Обернувшись, он увидел молодого человека, с грациозно откинутыми назад волосами; рубашка его была очень глубоко открыта и виднелась гладкая грудь. Мысль, что это андрогенное существо пытается показать, что оно его знает, исполнило его сильного гнева. Он бросил в ответ мрачный и удивленный взгляд. Но декольтированное создание не смутилось, так как это был Жан Ванекем.
Он занимал здесь виллу, всю утопающую в герани, там обретался целый гарем машинисток. Оттуда он рассылал по всему свету распоряжения о своих победоносных закупках.

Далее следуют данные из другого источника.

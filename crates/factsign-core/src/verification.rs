//! Offline checks of signed operations.

use factsign_schemas::{FactSign, Operation};
use serde::{Deserialize, Serialize};
use tracing::debug;

use crate::errors::SignError;
use crate::hashing::{compute_operation_hash, fact_hash_bytes, signing_message};
use crate::keys::{verify_signature, KeyError};

/// Outcome of checking one fact sign.
#[derive(Debug, Clone, Copy, PartialEq, Eq, Serialize, Deserialize)]
#[serde(rename_all = "snake_case")]
pub enum SignVerdict {
    /// Signature is valid for the signer over fact hash ‖ network id.
    Ok,
    /// Signature, or the signer's public key, does not check out.
    BadSignature,
    /// Signer suffix names no supported key type.
    UnsupportedSigner,
}

/// Checks that `hash` equals the hash recomputed from the operation's contents.
///
/// An operation without a `hash` does not verify.
pub fn verify_operation_hash(operation: &Operation) -> Result<bool, SignError> {
    let Some(claimed) = &operation.hash else {
        return Ok(false);
    };
    let computed = compute_operation_hash(operation)?;
    debug!(claimed = %claimed, computed = %computed, "checked operation hash");
    Ok(claimed == &computed)
}

/// Checks one fact sign against the message it should commit to.
pub fn verify_fact_sign(fact_sign: &FactSign, message: &[u8]) -> Result<SignVerdict, SignError> {
    let signature = fact_sign.signature_bytes()?;
    let verdict = match verify_signature(&fact_sign.signer, message, &signature) {
        Ok(true) => SignVerdict::Ok,
        Ok(false) | Err(KeyError::Codec(_)) | Err(KeyError::InvalidKey { .. }) => {
            SignVerdict::BadSignature
        }
        Err(KeyError::UnsupportedFormat(_)) => SignVerdict::UnsupportedSigner,
    };
    Ok(verdict)
}

/// Checks every fact sign of an operation for `network_id`, in order.
pub fn verify_fact_signs(
    operation: &Operation,
    network_id: &str,
) -> Result<Vec<SignVerdict>, SignError> {
    let fact_hash = fact_hash_bytes(operation)?;
    let message = signing_message(&fact_hash, network_id);
    operation
        .fact_signs
        .iter()
        .map(|fact_sign| verify_fact_sign(fact_sign, &message))
        .collect()
}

Он назвал себя, и Ахилл с неудовольствием протянул ему палец и ворчливо с ним поздоровался.
– А ну-ка, месье Кене, – очень вольно сказал атлет, – как вы думаете, поднимается ведь?
– Не очень-то на это рассчитывайте, – проворчал Ахилл, – баранья мать не умерла. Все это лопнет скорее, чем вы думаете.
– Вы шутите, – отозвался тот с сожалением. – Я приеду повидаться с вами на днях в Пон-де-Лер. Я хочу предложить вам одно великолепное дело… Бумажная фабрика в Ко-Ко-Ну… Предприятие в центре Африки… Рабочая сила задаром и материал из первобытных лесов… До скорого свидания и мой привет кузену Лекурбу.
Между двумя красивыми девушками, дополняющими одна другую – блондинка в лиловом свитере, брюнетка в желтоватом, – Ванекем удалился, эластично шагая по доскам.
– Что это? – спросила удивленная Франсуаза.
– Это? – отвечал Ахилл с презрением. – Это мой самый большой дебет, который уходит с выпяченной вперед грудью.
Он стоял в своей черной альпаговой куртке, блестевшей на солнце, и саркастически смотрел на играющих в теннис в их белых фланелевых костюмах, на купальщиц в трико, груди которых выделялись под упругой материей, и на все блестящее движение этой ненужной толпы. Франсуаза подумала, что он был похож на старого колдуна, которого все эти безумцы забыли пригласить и который одним жестом обратит их всех в жаб.